An additional advantage that the ASEPSIS score has over the CDC definition is the ability to assess the severity of infection objectively. With the current CDC definition, a SSI is coded the same way regardless of the length of the wound affected. Although the CDC classification of superficial vs. deep offers some discrimination, this class is based entirely on the presence of fascial involvement. Because the treatment of superficial infections in colorectal surgery requires opening of the incision in the majority of patients, this confers significant morbidity and cost regardless of whether the fascia is involved (particularly in our increasingly obese society). Furthermore, it may be difficult, particularly in the obese patient, to assess definitively whether the fascia is involved when opening the wound at the bedside. Therefore, this introduces an additional opportunity for error in diagnosing SSI based on CDC definitions, which has major implications given that CMS has elected not to include superficial SSI in reporting data through NHSN.
Limitations
This study is limited to a single institution's data, and it could be that the problem we identified is unique to the UVA. However, our nurse reviewers are highly trained SCRs, having been part of the original 12 SCRs who help originate NSQIP in the private sector. Furthermore, our data are on par with national averages.

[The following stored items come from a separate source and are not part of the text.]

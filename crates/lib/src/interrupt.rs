//! Per-build interrupt shared by cancellation and phase timeouts.
//!
//! An [`Interrupt`] is tripped at most once; the first reason wins. It is
//! observed three ways: as an atomic flag (handed to gix and polled by the Lua
//! instruction hook), synchronously via [`Interrupt::reason`], and
//! asynchronously via [`Interrupt::tripped`] for `select!`-style races
//! against downloads and subprocesses.

use std::fmt;
use std::sync::Arc;
use std::sync::atomic::{AtomicBool, Ordering};

use tokio::sync::watch;

/// Why an interrupt was tripped.
#[derive(Debug, Clone, Copy, PartialEq, Eq)]
pub enum InterruptReason {
  Cancelled,
  TimedOut,
}

impl fmt::Display for InterruptReason {
  fn fmt(&self, f: &mut fmt::Formatter<'_>) -> fmt::Result {
    match self {
      Self::Cancelled => f.write_str("cancelled"),
      Self::TimedOut => f.write_str("timed out"),
    }
  }
}

/// Cloneable trip wire; all clones observe the same state.
#[derive(Debug, Clone)]
pub struct Interrupt {
  inner: Arc<Inner>,
}

#[derive(Debug)]
struct Inner {
  flag: AtomicBool,
  reason: watch::Sender<Option<InterruptReason>>,
}

/// Handle callers use to cancel builds.
pub type CancelToken = Interrupt;

impl Default for Interrupt {
  fn default() -> Self {
    Self::new()
  }
}

impl Interrupt {
  pub fn new() -> Self {
    let (reason, _) = watch::channel(None);
    Self {
      inner: Arc::new(Inner {
        flag: AtomicBool::new(false),
        reason,
      }),
    }
  }

  /// Trips the interrupt. Returns `false` if it was already tripped.
  pub fn trip(&self, reason: InterruptReason) -> bool {
    let first = self.inner.reason.send_if_modified(|current| {
      if current.is_some() {
        return false;
      }
      *current = Some(reason);
      true
    });
    if first {
      self.inner.flag.store(true, Ordering::SeqCst);
    }
    first
  }

  /// Requests cancellation.
  pub fn cancel(&self) -> bool {
    self.trip(InterruptReason::Cancelled)
  }

  pub fn reason(&self) -> Option<InterruptReason> {
    *self.inner.reason.borrow()
  }

  pub fn is_tripped(&self) -> bool {
    self.inner.flag.load(Ordering::SeqCst)
  }

  /// The raw flag, for APIs that poll an `AtomicBool` (gix).
  pub fn flag(&self) -> &AtomicBool {
    &self.inner.flag
  }

  /// Resolves once the interrupt is tripped.
  pub async fn tripped(&self) -> InterruptReason {
    let mut rx = self.inner.reason.subscribe();
    let observed = rx.wait_for(Option::is_some).await.map(|reason| *reason);
    match observed {
      Ok(Some(reason)) => reason,
      // The sender lives as long as `self`, so the channel never closes here.
      _ => std::future::pending().await,
    }
  }
}
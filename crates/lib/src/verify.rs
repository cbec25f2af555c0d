//! Integrity verifier: SHA-256 digests of files and strings, and checksum checks.

use std::io;
use std::path::{Path, PathBuf};

use thiserror::Error;

use crate::consts::SHA256_HEX_LEN;
use crate::util::hash::{ContentHash, hash_bytes, hash_file};

#[derive(Debug, Error)]
pub enum VerifyError {
  #[error("failed to read {path}: {source}")]
  Read {
    path: PathBuf,
    #[source]
    source: io::Error,
  },

  #[error("checksum mismatch for {path}: expected {expected}, got {actual}")]
  Mismatch {
    path: PathBuf,
    expected: String,
    actual: String,
  },

  #[error("invalid sha256 digest '{0}': expected 64 hexadecimal characters")]
  InvalidDigest(String),
}

/// Lowercases `digest` and checks that it looks like a SHA-256 hex digest.
pub fn normalize_digest(digest: &str) -> Result<String, VerifyError> {
  let digest = digest.trim().to_ascii_lowercase();
  if digest.len() != SHA256_HEX_LEN || !digest.bytes().all(|b| b.is_ascii_hexdigit()) {
    return Err(VerifyError::InvalidDigest(digest));
  }
  Ok(digest)
}

pub fn digest_file(path: &Path) -> Result<ContentHash, VerifyError> {
  hash_file(path).map_err(|source| VerifyError::Read {
    path: path.to_path_buf(),
    source,
  })
}

pub fn digest_str(text: &str) -> ContentHash {
  hash_bytes(text.as_bytes())
}

/// Checks `path` against `expected`, returning the actual digest on success.
pub fn verify_file(path: &Path, expected: &str) -> Result<ContentHash, VerifyError> {
  let expected = normalize_digest(expected)?;
  let actual = digest_file(path)?;
  if actual.0 != expected {
    return Err(VerifyError::Mismatch {
      path: path.to_path_buf(),
      expected,
      actual: actual.0,
    });
  }
  Ok(actual)
}
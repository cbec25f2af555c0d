mod cmd;
mod output;

use anyhow::Result;
use clap::{Parser, Subcommand};
use tracing_subscriber::EnvFilter;

use cmd::{BuildArgs, InfoArgs, VersionArgs};

/// buildpkg - run package build definitions in a sandbox
#[derive(Parser)]
#[command(name = "buildpkg")]
#[command(author, version, about, long_about = None)]
struct Cli {
  /// Enable debug logging (RUST_LOG takes precedence)
  #[arg(short, long, global = true)]
  verbose: bool,

  #[command(subcommand)]
  command: Commands,
}

#[derive(Subcommand)]
enum Commands {
  /// Build a package definition into a staged package tree
  Build(BuildArgs),

  /// Show the metadata a definition declares
  Info(InfoArgs),

  /// Resolve the upstream version without building
  Version(VersionArgs),
}

fn init_tracing(verbose: bool) {
  let default = if verbose { "debug" } else { "info" };
  let filter = EnvFilter::try_from_default_env().unwrap_or_else(|_| EnvFilter::new(default));
  tracing_subscriber::fmt()
    .with_env_filter(filter)
    .with_writer(std::io::stderr)
    .without_time()
    .init();
}

fn main() -> Result<()> {
  let cli = Cli::parse();
  init_tracing(cli.verbose);

  match cli.command {
    Commands::Build(args) => cmd::cmd_build(args),
    Commands::Info(args) => cmd::cmd_info(args),
    Commands::Version(args) => cmd::cmd_version(args),
  }
}
//! HTTP downloads with retry, checksum verification and the shared cache.

use std::path::{Path, PathBuf};
use std::time::Duration;

use sha2::{Digest, Sha256};
use tempfile::NamedTempFile;
use thiserror::Error;
use tokio::io::AsyncWriteExt;
use tracing::{debug, info, warn};

use super::cache::DownloadCache;
use crate::interrupt::{Interrupt, InterruptReason};
use crate::verify::{self, VerifyError};

/// Download behaviour knobs.
#[derive(Debug, Clone)]
pub struct FetchConfig {
  /// Extra attempts after the first one for transient failures.
  pub retries: u32,
  /// Delay before the first retry; doubled on every further attempt.
  pub backoff: Duration,
  /// Whole-request timeout.
  pub timeout: Duration,
  pub user_agent: String,
}

impl Default for FetchConfig {
  fn default() -> Self {
    Self {
      retries: 3,
      backoff: Duration::from_millis(500),
      timeout: Duration::from_secs(300),
      user_agent: format!("buildpkg/{}", env!("CARGO_PKG_VERSION")),
    }
  }
}

#[derive(Debug, Error)]
pub enum FetchError {
  #[error("request to {url} timed out")]
  Timeout { url: String },

  #[error("{url} returned HTTP {status}")]
  Status { url: String, status: u16 },

  #[error("failed to fetch {url}: {message}")]
  Transport { url: String, message: String },

  #[error("hash mismatch for {url}: expected {expected}, got {actual}")]
  HashMismatch {
    url: String,
    expected: String,
    actual: String,
  },

  #[error(transparent)]
  Digest(#[from] VerifyError),

  #[error("failed to write {path}: {source}")]
  Io {
    path: PathBuf,
    #[source]
    source: std::io::Error,
  },

  #[error("download of {url} {reason}")]
  Interrupted { url: String, reason: InterruptReason },
}

impl FetchError {
  /// Failures worth another attempt: transport errors, timeouts, 5xx and 429.
  pub fn is_transient(&self) -> bool {
    match self {
      Self::Timeout { .. } | Self::Transport { .. } => true,
      Self::Status { status, .. } => *status == 429 || (500..=599).contains(status),
      _ => false,
    }
  }

  fn from_reqwest(url: &str, err: reqwest::Error) -> Self {
    if err.is_timeout() {
      Self::Timeout { url: url.to_string() }
    } else {
      Self::Transport {
        url: url.to_string(),
        message: err.to_string(),
      }
    }
  }
}

/// HTTP fetcher shared by every build of an engine.
#[derive(Debug, Clone)]
pub struct Fetcher {
  client: reqwest::Client,
  config: FetchConfig,
  cache: Option<DownloadCache>,
}

impl Fetcher {
  pub fn new(config: FetchConfig, cache: Option<DownloadCache>) -> Result<Self, FetchError> {
    let client = reqwest::Client::builder()
      .user_agent(config.user_agent.clone())
      .timeout(config.timeout)
      .build()
      .map_err(|e| FetchError::Transport {
        url: String::new(),
        message: e.to_string(),
      })?;
    Ok(Self { client, config, cache })
  }

  pub fn config(&self) -> &FetchConfig {
    &self.config
  }

  /// Downloads `url` to `dest`, returning `dest`.
  ///
  /// When `expected_sha256` is given the body is verified before it is moved
  /// into place, and the shared cache is consulted first. `dest` is only ever
  /// replaced atomically, so a failed download leaves it untouched.
  pub async fn download(
    &self,
    url: &str,
    dest: &Path,
    expected_sha256: Option<&str>,
    interrupt: &Interrupt,
  ) -> Result<PathBuf, FetchError> {
    let expected = expected_sha256.map(verify::normalize_digest).transpose()?;

    if let (Some(cache), Some(digest)) = (&self.cache, &expected) {
      match cache.restore(digest, dest) {
        Ok(true) => {
          info!(url = %url, path = %dest.display(), "using cached download");
          return Ok(dest.to_path_buf());
        }
        Ok(false) => {}
        Err(e) => warn!(url = %url, error = %e, "download cache unavailable"),
      }
    }

    info!(url = %url, "fetching URL");
    let mut attempt = 0u32;
    loop {
      let result = tokio::select! {
        result = self.fetch_once(url, dest, expected.as_deref()) => result,
        reason = interrupt.tripped() => Err(FetchError::Interrupted { url: url.to_string(), reason }),
      };
      match result {
        Ok(size) => {
          info!(path = %dest.display(), size, "download complete");
          break;
        }
        Err(err) if err.is_transient() && attempt < self.config.retries => {
          let delay = self.config.backoff.saturating_mul(2u32.saturating_pow(attempt));
          attempt += 1;
          warn!(url = %url, error = %err, attempt, delay_ms = delay.as_millis() as u64, "retrying download");
          tokio::select! {
            _ = tokio::time::sleep(delay) => {}
            reason = interrupt.tripped() => {
              return Err(FetchError::Interrupted { url: url.to_string(), reason });
            }
          }
        }
        Err(err) => return Err(err),
      }
    }

    if let (Some(cache), Some(digest)) = (&self.cache, &expected)
      && let Err(e) = cache.store(digest, dest)
    {
      warn!(url = %url, error = %e, "failed to populate download cache");
    }
    Ok(dest.to_path_buf())
  }

  async fn fetch_once(&self, url: &str, dest: &Path, expected: Option<&str>) -> Result<u64, FetchError> {
    let mut response = self
      .client
      .get(url)
      .send()
      .await
      .map_err(|e| FetchError::from_reqwest(url, e))?;

    let status = response.status();
    if !status.is_success() {
      return Err(FetchError::Status {
        url: url.to_string(),
        status: status.as_u16(),
      });
    }

    let io_err = |source| FetchError::Io {
      path: dest.to_path_buf(),
      source,
    };
    let parent = dest.parent().unwrap_or(Path::new("."));
    tokio::fs::create_dir_all(parent).await.map_err(io_err)?;
    let temp = NamedTempFile::new_in(parent).map_err(io_err)?;
    let mut file = tokio::fs::File::from_std(temp.reopen().map_err(io_err)?);

    let mut hasher = Sha256::new();
    let mut size = 0u64;
    while let Some(chunk) = response.chunk().await.map_err(|e| FetchError::from_reqwest(url, e))? {
      hasher.update(&chunk);
      file.write_all(&chunk).await.map_err(io_err)?;
      size += chunk.len() as u64;
    }
    file.flush().await.map_err(io_err)?;
    file.sync_all().await.map_err(io_err)?;
    drop(file);

    let actual = hex::encode(hasher.finalize());
    if let Some(expected) = expected
      && actual != expected
    {
      return Err(FetchError::HashMismatch {
        url: url.to_string(),
        expected: expected.to_string(),
        actual,
      });
    }
    debug!(url = %url, sha256 = %actual, "verified body");

    temp.persist(dest).map_err(|e| io_err(e.error))?;
    Ok(size)
  }
}

/// Convert a URL to a safe filename.
///
/// Takes the last path component and sanitizes it. Falls back to a hash of
/// the URL if no suitable filename can be extracted.
pub fn url_to_filename(url: &str) -> String {
  let without_query = url.split(['?', '#']).next().unwrap_or(url);
  if let Some(filename) = without_query.rsplit('/').next() {
    let sanitized: String = filename
      .chars()
      .map(|c| {
        if c.is_alphanumeric() || c == '-' || c == '_' || c == '.' {
          c
        } else {
          '_'
        }
      })
      .collect();

    if !sanitized.is_empty() && sanitized != "." && sanitized != ".." {
      return sanitized;
    }
  }

  let mut hasher = Sha256::new();
  hasher.update(url.as_bytes());
  format!("download_{}", &hex::encode(hasher.finalize())[..16])
}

In addition, even among the three highly trained attending surgeons, there was significant inter-rater variability. Yet, to be certain, further studies at other institutions are warranted.
Conclusions
Based on these preliminary data from our institution, there is poor reliability between clinical reviewers in defining SSI based on CDC criteria, a finding that has serious implications. The interpretation of clinical trials may be jeopardized if we cannot define SSI accurately. Furthermore, on the basis of the current CDC definitions and infection tracking strategies, these data suggest that the institutional incidence of SSI may not be a reliable quality measure by which to compare institutions. Improved methods for defining SSI should be sought and implemented if these data are made publicly available and tied to performance measures.
Footnotes
Author Disclosure Statement
No competing financial interests exist for any of the authors.